Selon l’écrivain Pol Gaillard, Leibniz développa ses idées philosophiques dans des nombreux
ouvrages. Dans la Théodicée (parue en 1710 et traduite en français en 1747). Il aborde, plus
particulièrement le problème de la comptabilité du mal avec l’existence de Dieu.
Voici la démonstration qu’il établit :
Si Dieu existe, il est parfait, et il est le seul parfait. Par conséquent, tout ce qui n’est pas lui est
nécessairement imparfait. Sinon Dieu ne serait pas Dieu, il y aurait contradiction.

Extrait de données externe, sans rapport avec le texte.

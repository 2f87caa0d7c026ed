// SPDX-License-Identifier: PMPL-1.0-or-later
// Copyright (c) 2026 Jonathan D.A. Jewell (hyperpolymath) <jonathan.jewell@open.ac.uk>
//
// In-memory FIFO job queue shared by the front-ends and the executor.
//
// Producers (one tokio task per connection) call `submit`, which only holds
// the mutex long enough to push onto the deque.  The executor thread blocks
// on the condition variable with a bounded wait so it can notice shutdown.
// Jobs are not persisted; a restart loses anything still queued.

use std::collections::VecDeque;
use std::sync::{Arc, Condvar, Mutex, MutexGuard, PoisonError};
use std::time::Duration;

use tracing::{debug, info, warn};

use printdown_core::error::{PrintdownError, Result};
use printdown_core::types::{JobId, PrintJob};

/// Outcome of waiting for the next job.
#[derive(Debug)]
pub enum Next {
    /// The oldest queued job.
    Job(PrintJob),
    /// Nothing arrived within the wait.
    Empty,
    /// The queue is closed and every accepted job has been handed out.
    Closed,
}

#[derive(Debug, Default)]
struct State {
    jobs: VecDeque<PrintJob>,
    closed: bool,
}

#[derive(Debug, Default)]
struct Shared {
    state: Mutex<State>,
    available: Condvar,
}

/// Cloneable handle to the shared job queue.
#[derive(Debug, Clone, Default)]
pub struct JobQueue {
    shared: Arc<Shared>,
}

impl JobQueue {
    pub fn new() -> Self {
        Self::default()
    }

    /// Append a job to the tail of the queue.
    ///
    /// # Errors
    ///
    /// Returns [`PrintdownError::QueueClosed`] once [`close`](Self::close)
    /// has been called.
    pub fn submit(&self, job: PrintJob) -> Result<JobId> {
        let id = job.id();
        let kind = job.kind();
        let depth = {
            let mut state = self.lock();
            if state.closed {
                warn!(job_id = %id, origin = job.origin(), "job rejected: queue closed");
                return Err(PrintdownError::QueueClosed);
            }
            state.jobs.push_back(job);
            state.jobs.len()
        };
        self.shared.available.notify_one();
        info!(job_id = %id, kind = %kind, depth, "job queued");
        Ok(id)
    }

    /// Wait up to `timeout` for the oldest job.
    ///
    /// After the queue is closed the remaining jobs are still returned in
    /// order; `Next::Closed` is only reported once the queue is empty.
    pub fn next_job(&self, timeout: Duration) -> Next {
        let state = self.lock();
        let (mut state, _) = self
            .shared
            .available
            .wait_timeout_while(state, timeout, |s| s.jobs.is_empty() && !s.closed)
            .unwrap_or_else(PoisonError::into_inner);

        match state.jobs.pop_front() {
            Some(job) => Next::Job(job),
            None if state.closed => Next::Closed,
            None => Next::Empty,
        }
    }

    /// Stop accepting new jobs.  Idempotent.
    pub fn close(&self) {
        let pending = {
            let mut state = self.lock();
            if state.closed {
                return;
            }
            state.closed = true;
            state.jobs.len()
        };
        self.shared.available.notify_all();
        debug!(pending, "job queue closed");
    }

    pub fn is_closed(&self) -> bool {
        self.lock().closed
    }

    /// Number of jobs waiting to be executed.
    pub fn len(&self) -> usize {
        self.lock().jobs.len()
    }

    pub fn is_empty(&self) -> bool {
        self.len() == 0
    }

    // Nothing panics while the lock is held, so a poisoned state is still
    // consistent.
    fn lock(&self) -> MutexGuard<'_, State> {
        self.shared
            .state
            .lock()
            .unwrap_or_else(PoisonError::into_inner)
    }
}

// ---------------------------------------------------------------------------
// Tests
// ---------------------------------------------------------------------------

#[cfg(test)]
mod tests {
    use super::*;
    use printdown_core::types::JobPayload;
    use std::thread;
    use std::time::Instant;

    const WAIT: Duration = Duration::from_millis(10);

    fn text_of(next: Next) -> String {
        match next {
            Next::Job(job) => match job.payload() {
                JobPayload::Text(t) => t.clone(),
                JobPayload::Image(_) => panic!("expected a text job"),
            },
            other => panic!("expected a job, got {other:?}"),
        }
    }

    #[test]
    fn submit_returns_the_job_id() {
        let queue = JobQueue::new();
        let job = PrintJob::text("a", "test");
        let expected = job.id();
        assert_eq!(queue.submit(job).unwrap(), expected);
        assert_eq!(queue.len(), 1);
    }

    #[test]
    fn jobs_come_out_in_submission_order() {
        let queue = JobQueue::new();
        for text in ["a", "b", "c"] {
            queue.submit(PrintJob::text(text, "test")).unwrap();
        }
        assert_eq!(text_of(queue.next_job(WAIT)), "a");
        assert_eq!(text_of(queue.next_job(WAIT)), "b");
        assert_eq!(text_of(queue.next_job(WAIT)), "c");
        assert!(matches!(queue.next_job(WAIT), Next::Empty));
    }

    #[test]
    fn empty_wait_is_bounded() {
        let queue = JobQueue::new();
        let start = Instant::now();
        assert!(matches!(queue.next_job(Duration::from_millis(30)), Next::Empty));
        assert!(start.elapsed() < Duration::from_secs(2));
    }

    #[test]
    fn closed_queue_rejects_but_drains() {
        let queue = JobQueue::new();
        queue.submit(PrintJob::text("kept", "test")).unwrap();
        queue.close();
        queue.close();

        let err = queue.submit(PrintJob::text("late", "test")).unwrap_err();
        assert!(matches!(err, PrintdownError::QueueClosed));
        assert!(queue.is_closed());

        assert_eq!(text_of(queue.next_job(WAIT)), "kept");
        assert!(matches!(queue.next_job(WAIT), Next::Closed));
    }

    #[test]
    fn close_wakes_a_waiting_consumer() {
        let queue = JobQueue::new();
        let consumer = {
            let queue = queue.clone();
            thread::spawn(move || queue.next_job(Duration::from_secs(30)))
        };
        thread::sleep(Duration::from_millis(20));
        queue.close();
        assert!(matches!(consumer.join().unwrap(), Next::Closed));
    }

    #[test]
    fn per_producer_order_is_kept_across_threads() {
        let queue = JobQueue::new();
        let producers: Vec<_> = (0..4)
            .map(|p| {
                let queue = queue.clone();
                thread::spawn(move || {
                    for i in 0..50 {
                        queue.submit(PrintJob::text(format!("{p}:{i}"), "test")).unwrap();
                    }
                })
            })
            .collect();
        for producer in producers {
            producer.join().unwrap();
        }

        let mut last = [None::<u32>; 4];
        let mut total = 0;
        while let Next::Job(job) = queue.next_job(WAIT) {
            let JobPayload::Text(text) = job.payload() else {
                panic!("expected text");
            };
            let (p, i) = text.split_once(':').unwrap();
            let (p, i): (usize, u32) = (p.parse().unwrap(), i.parse().unwrap());
            if let Some(prev) = last[p] {
                assert!(i > prev, "producer {p} reordered: {prev} then {i}");
            }
            last[p] = Some(i);
            total += 1;
        }
        assert_eq!(total, 200);
    }
}
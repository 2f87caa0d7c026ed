// SPDX-License-Identifier: PMPL-1.0-or-later
// Copyright (c) 2026 Jonathan D.A. Jewell (hyperpolymath) <jonathan.jewell@open.ac.uk>
//
// IPP operation dispatch.
//
// The printer exposes a fixed, minimal operation set.  Only Print-Job and
// Send-Document have a side effect: the document is converted to text and
// queued as a text job.  Job bookkeeping is not kept, so job queries answer
// with a fixed placeholder job (id 1) in the completed state.

use std::sync::Arc;
use std::time::Instant;

use sha2::{Digest, Sha256};
use tracing::{debug, error, info, warn};

use printdown_core::error::PrintdownError;
use printdown_core::types::PrintJob;
use printdown_document::convert::DocumentConverter;

use super::codec::{AttributeGroup, GroupTag, IppRequest, IppResponse, IppValue};
use crate::queue::JobQueue;

// ---------------------------------------------------------------------------
// Status codes (RFC 8011 SS4.1.6)
// ---------------------------------------------------------------------------

pub const STATUS_OK: u16 = 0x0000;
pub const STATUS_SERVER_ERROR_INTERNAL: u16 = 0x0500;
pub const STATUS_SERVER_ERROR_OPERATION_NOT_SUPPORTED: u16 = 0x0501;
pub const STATUS_SERVER_ERROR_NOT_ACCEPTING_JOBS: u16 = 0x0506;

// ---------------------------------------------------------------------------
// Attribute constants
// ---------------------------------------------------------------------------

/// printer-state: idle.
const PRINTER_STATE_IDLE: i32 = 3;
/// printer-state: processing.
const PRINTER_STATE_PROCESSING: i32 = 4;
/// job-state: pending.
const JOB_STATE_PENDING: i32 = 3;
/// job-state: completed.
const JOB_STATE_COMPLETED: i32 = 9;

/// The only job id ever reported.
const PLACEHOLDER_JOB_ID: i32 = 1;

const NATURAL_LANGUAGE: &str = "en-us";

/// Advertised in operations-supported.  Send-Document is accepted but not
/// listed.
const OPERATIONS_SUPPORTED: [Operation; 7] = [
    Operation::PrintJob,
    Operation::ValidateJob,
    Operation::CreateJob,
    Operation::CancelJob,
    Operation::GetJobAttributes,
    Operation::GetJobs,
    Operation::GetPrinterAttributes,
];

const DOCUMENT_FORMATS_SUPPORTED: [&str; 4] = [
    "application/pdf",
    // Advertised for client compatibility; PostScript is never converted and
    // such jobs fail with 0x0500.
    "application/postscript",
    "text/plain",
    "application/octet-stream",
];

/// Operations this printer understands.
#[derive(Debug, Clone, Copy, PartialEq, Eq)]
pub enum Operation {
    PrintJob,
    ValidateJob,
    CreateJob,
    SendDocument,
    CancelJob,
    GetJobAttributes,
    GetJobs,
    GetPrinterAttributes,
}

impl Operation {
    pub fn from_id(id: u16) -> Option<Self> {
        Some(match id {
            0x0002 => Self::PrintJob,
            0x0004 => Self::ValidateJob,
            0x0005 => Self::CreateJob,
            0x0006 => Self::SendDocument,
            0x0008 => Self::CancelJob,
            0x0009 => Self::GetJobAttributes,
            0x000A => Self::GetJobs,
            0x000B => Self::GetPrinterAttributes,
            _ => return None,
        })
    }

    pub fn id(self) -> u16 {
        match self {
            Self::PrintJob => 0x0002,
            Self::ValidateJob => 0x0004,
            Self::CreateJob => 0x0005,
            Self::SendDocument => 0x0006,
            Self::CancelJob => 0x0008,
            Self::GetJobAttributes => 0x0009,
            Self::GetJobs => 0x000A,
            Self::GetPrinterAttributes => 0x000B,
        }
    }

    pub fn name(self) -> &'static str {
        match self {
            Self::PrintJob => "Print-Job",
            Self::ValidateJob => "Validate-Job",
            Self::CreateJob => "Create-Job",
            Self::SendDocument => "Send-Document",
            Self::CancelJob => "Cancel-Job",
            Self::GetJobAttributes => "Get-Job-Attributes",
            Self::GetJobs => "Get-Jobs",
            Self::GetPrinterAttributes => "Get-Printer-Attributes",
        }
    }
}

/// Per-request facts supplied by the transport.
#[derive(Debug, Clone)]
pub struct RequestContext {
    /// `ipp://{host}/ipp/print`, as the client addressed us.
    pub printer_uri: String,
    /// Peer address, recorded as the job origin.
    pub origin: String,
}

impl RequestContext {
    pub fn new(host: &str, origin: impl Into<String>) -> Self {
        Self {
            printer_uri: format!("ipp://{host}/ipp/print"),
            origin: origin.into(),
        }
    }

    fn job_uri(&self) -> String {
        format!("{}/{PLACEHOLDER_JOB_ID}", self.printer_uri)
    }
}

/// Routes decoded requests to operation handlers.
pub struct Dispatcher {
    queue: JobQueue,
    converter: Arc<dyn DocumentConverter>,
    printer_name: String,
    started: Instant,
}

impl Dispatcher {
    pub fn new(
        queue: JobQueue,
        converter: Arc<dyn DocumentConverter>,
        printer_name: impl Into<String>,
    ) -> Self {
        Self {
            queue,
            converter,
            printer_name: printer_name.into(),
            started: Instant::now(),
        }
    }

    /// Produce the response for one request.  Never fails: every outcome,
    /// including unknown operations, is an IPP status.
    pub fn dispatch(&self, request: &IppRequest, ctx: &RequestContext) -> IppResponse {
        let response = match Operation::from_id(request.operation_id) {
            Some(op) => {
                debug!(
                    operation = op.name(),
                    request_id = request.request_id,
                    origin = %ctx.origin,
                    "dispatching IPP operation"
                );
                match op {
                    Operation::PrintJob | Operation::SendDocument => {
                        self.handle_document(request, ctx, op)
                    }
                    Operation::ValidateJob => ok_response(request, "successful-ok"),
                    Operation::CreateJob => {
                        ok_response(request, "successful-ok").group(job_group(ctx, JOB_STATE_PENDING))
                    }
                    Operation::CancelJob => {
                        warn!(origin = %ctx.origin, "Cancel-Job requested -- jobs cannot be cancelled");
                        ok_response(request, "successful-ok")
                    }
                    Operation::GetJobAttributes => ok_response(request, "successful-ok")
                        .group(job_group(ctx, JOB_STATE_COMPLETED)),
                    Operation::GetJobs => ok_response(request, "successful-ok"),
                    Operation::GetPrinterAttributes => self.handle_get_printer_attributes(request, ctx),
                }
            }
            None => {
                warn!(
                    operation = %format!("0x{:04X}", request.operation_id),
                    origin = %ctx.origin,
                    "unsupported IPP operation"
                );
                error_response(
                    request,
                    STATUS_SERVER_ERROR_OPERATION_NOT_SUPPORTED,
                    &PrintdownError::UnsupportedOperation(request.operation_id).to_string(),
                )
            }
        };
        response.with_version(request.version_major, request.version_minor)
    }

    /// Print-Job / Send-Document: convert the document and queue it.
    fn handle_document(&self, request: &IppRequest, ctx: &RequestContext, op: Operation) -> IppResponse {
        let document = &request.document;
        if document.is_empty() {
            warn!(operation = op.name(), origin = %ctx.origin, "no document data -- nothing to print");
            return ok_response(request, "successful-ok").group(job_group(ctx, JOB_STATE_PENDING));
        }

        let format = request.document_format();
        info!(
            operation = op.name(),
            origin = %ctx.origin,
            bytes = document.len(),
            format = format.unwrap_or("unspecified"),
            sha256 = %hex::encode(Sha256::digest(document)),
            "document received"
        );

        let text = match self.converter.convert(document, format) {
            Ok(text) => text,
            Err(e) => {
                error!(operation = op.name(), origin = %ctx.origin, error = %e, "document conversion failed");
                return error_response(request, STATUS_SERVER_ERROR_INTERNAL, &e.to_string());
            }
        };

        match self.queue.submit(PrintJob::text(text, ctx.origin.clone())) {
            Ok(job_id) => {
                info!(operation = op.name(), job_id = %job_id, "IPP job accepted");
                ok_response(request, "successful-ok").group(job_group(ctx, JOB_STATE_PENDING))
            }
            Err(PrintdownError::QueueClosed) => error_response(
                request,
                STATUS_SERVER_ERROR_NOT_ACCEPTING_JOBS,
                "printer is shutting down",
            ),
            Err(e) => {
                error!(error = %e, "failed to queue job");
                error_response(request, STATUS_SERVER_ERROR_INTERNAL, &e.to_string())
            }
        }
    }

    /// Get-Printer-Attributes: the whole capability set, whatever was asked.
    fn handle_get_printer_attributes(&self, request: &IppRequest, ctx: &RequestContext) -> IppResponse {
        let requested = request.requested_attributes();
        if !requested.is_empty() {
            debug!(requested = ?requested, "requested-attributes (full set returned)");
        }

        let queued = i32::try_from(self.queue.len()).unwrap_or(i32::MAX);
        let state = if queued > 0 {
            PRINTER_STATE_PROCESSING
        } else {
            PRINTER_STATE_IDLE
        };
        let up_time = i32::try_from(self.started.elapsed().as_secs())
            .unwrap_or(i32::MAX)
            .max(1);
        let operations: Vec<i32> = OPERATIONS_SUPPORTED
            .iter()
            .map(|op| i32::from(op.id()))
            .collect();

        let printer = AttributeGroup::new(GroupTag::Printer)
            .uri("printer-uri-supported", &ctx.printer_uri)
            .keyword("uri-security-supported", "none")
            .keyword("uri-authentication-supported", "none")
            .name_attr("printer-name", &self.printer_name)
            .text("printer-info", &self.printer_name)
            .text("printer-make-and-model", "PrintDown ESC/POS thermal printer")
            .enum_attr("printer-state", state)
            .keyword("printer-state-reasons", "none")
            .boolean("printer-is-accepting-jobs", !self.queue.is_closed())
            .integer("queued-job-count", queued)
            .integer("printer-up-time", up_time)
            .enums("operations-supported", &operations)
            .mime_types("document-format-supported", &DOCUMENT_FORMATS_SUPPORTED)
            .with(
                "document-format-default",
                IppValue::MimeMediaType("application/pdf".into()),
            )
            .keyword("compression-supported", "none")
            .charset("charset-configured", "utf-8")
            .charset("charset-supported", "utf-8")
            .natural_language("natural-language-configured", NATURAL_LANGUAGE)
            .natural_language("generated-natural-language-supported", NATURAL_LANGUAGE)
            .keywords("ipp-versions-supported", &["1.1", "2.0"])
            .keyword("pdl-override-supported", "not-attempted");

        ok_response(request, "successful-ok").group(printer)
    }
}

// ---------------------------------------------------------------------------
// Response helpers
// ---------------------------------------------------------------------------

fn operation_group(message: &str) -> AttributeGroup {
    AttributeGroup::new(GroupTag::Operation)
        .charset("attributes-charset", "utf-8")
        .natural_language("attributes-natural-language", NATURAL_LANGUAGE)
        .text("status-message", message)
}

fn ok_response(request: &IppRequest, message: &str) -> IppResponse {
    IppResponse::new(STATUS_OK, request.request_id).group(operation_group(message))
}

fn error_response(request: &IppRequest, status: u16, message: &str) -> IppResponse {
    IppResponse::new(status, request.request_id).group(operation_group(message))
}

fn job_group(ctx: &RequestContext, job_state: i32) -> AttributeGroup {
    let reason = if job_state == JOB_STATE_COMPLETED {
        "job-completed-successfully"
    } else {
        "none"
    };
    AttributeGroup::new(GroupTag::Job)
        .uri("job-uri", &ctx.job_uri())
        .integer("job-id", PLACEHOLDER_JOB_ID)
        .enum_attr("job-state", job_state)
        .keyword("job-state-reasons", reason)
}

// ---------------------------------------------------------------------------
// Tests
// ---------------------------------------------------------------------------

Mais, d’autre part si Dieu est parfait, il est, par la même nécessité :
-
tout puissant ; il peut tout ce qu’il veut,
-
toute bonté et toute justice ; il ne veut que le bien,
-
toute sagesse ; il sait exactement et harmonieusement adapter les moyens aux fins.
Il en résulte que si Dieu existe, il a nécessairement pu vouloir et su créer le moins imparfait de
tous les mondes imparfaits théoriquement concevable, le mieux adapté aux fins suprêmes- le
meilleur des mondes possibles. D’où le nom de la théorie, qui vient du latin optimum et du
suffixe –isme : « la doctrine du meilleur » (Gaillard 1999 : 21).